WHAT TO DO ▸ Every entry, exactly as given, must be retyped.

----------------

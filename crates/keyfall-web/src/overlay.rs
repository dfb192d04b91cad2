use crate::constants::CLEF_ICON_IDS;
use crate::dom::{element_by_id, set_style};
use keyfall_core::layout::{icon_anchor, Icon};
use keyfall_core::Visualization;
use web_sys as web;

/// DOM clef icons drawn over the canvas in sheet mode.
pub struct ClefIcons {
    icons: Vec<(Icon, web::HtmlElement)>,
    placed_for: Option<(Visualization, u32)>,
}

impl ClefIcons {
    /// Collect whichever clef elements the page provides; missing ones are
    /// skipped.
    pub fn find() -> Self {
        let mut icons = Vec::new();
        for id in CLEF_ICON_IDS {
            let icon = match id.parse::<Icon>() {
                Ok(icon) => icon,
                Err(e) => {
                    log::warn!("[overlay] {e}");
                    continue;
                }
            };
            match element_by_id::<web::HtmlElement>(id) {
                Ok(el) => icons.push((icon, el)),
                Err(e) => log::debug!("[overlay] {e}"),
            }
        }
        Self {
            icons,
            placed_for: None,
        }
    }

    /// Show and position the clefs in sheet mode, hide them otherwise.
    /// `height` is the canvas backing height; positions are converted to
    /// CSS pixels.
    pub fn place(&mut self, visualization: Visualization, height: u32, dpr: f64) {
        if self.placed_for == Some((visualization, height)) {
            return;
        }
        self.placed_for = Some((visualization, height));
        for (icon, el) in &self.icons {
            if visualization != Visualization::Sheet {
                set_style(el, "display", "none");
                continue;
            }
            let anchor = icon_anchor(*icon, height as f64);
            set_style(el, "display", "");
            set_style(el, "left", &format!("{}px", anchor.x / dpr));
            set_style(el, "top", &format!("{}px", anchor.y / dpr));
            set_style(el, "height", &format!("{}px", anchor.height / dpr));
        }
    }
}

----------------

THE COMPLETED TASK ▸
filename crates/keyfall-web/src/overlay.rs
repository dfb192d04b91cad2
use crate::constants::CLEF_ICON_IDS;
use crate::dom::{element_by_id, set_style};
use keyfall_core::layout::{icon_anchor, Icon};
use keyfall_core::Visualization;
use web_sys as web;

/// DOM clef icons drawn over the canvas in sheet mode.
pub struct ClefIcons {
    icons: Vec<(Icon, web::HtmlElement)>,
    placed_for: Option<(Visualization, u32)>,
}

impl ClefIcons {
    /// Collect whichever clef elements the page provides; missing ones are
    /// skipped.
    pub fn find() -> Self {
        let mut icons = Vec::new();
        for id in CLEF_ICON_IDS {
            let icon = match id.parse::<Icon>() {
                Ok(icon) => icon,
                Err(e) => {
                    log::warn!("[overlay] {e}");
                    continue;
                }
            };
            match element_by_id::<web::HtmlElement>(id) {
                Ok(el) => icons.push((icon, el)),
                Err(e) => log::debug!("[overlay] {e}"),
            }
        }
        Self {
            icons,
            placed_for: None,
        }
    }

    /// Show and position the clefs in sheet mode, hide them otherwise.
    /// `height` is the canvas backing height; positions are converted to
    /// CSS pixels.
    pub fn place(&mut self, visualization: Visualization, height: u32, dpr: f64) {
        if self.placed_for == Some((visualization, height)) {
            return;
        }
        self.placed_for = Some((visualization, height));
        for (icon, el) in &self.icons {
            if visualization != Visualization::Sheet {
                set_style(el, "display", "none");
                continue;
            }
            let anchor = icon_anchor(*icon, height as f64);
            set_style(el, "display", "");
            set_style(el, "left", &format!("{}px", anchor.x / dpr));
            set_style(el, "top", &format!("{}px", anchor.y / dpr));
            set_style(el, "height", &format!("{}px", anchor.height / dpr));
        }
    }
}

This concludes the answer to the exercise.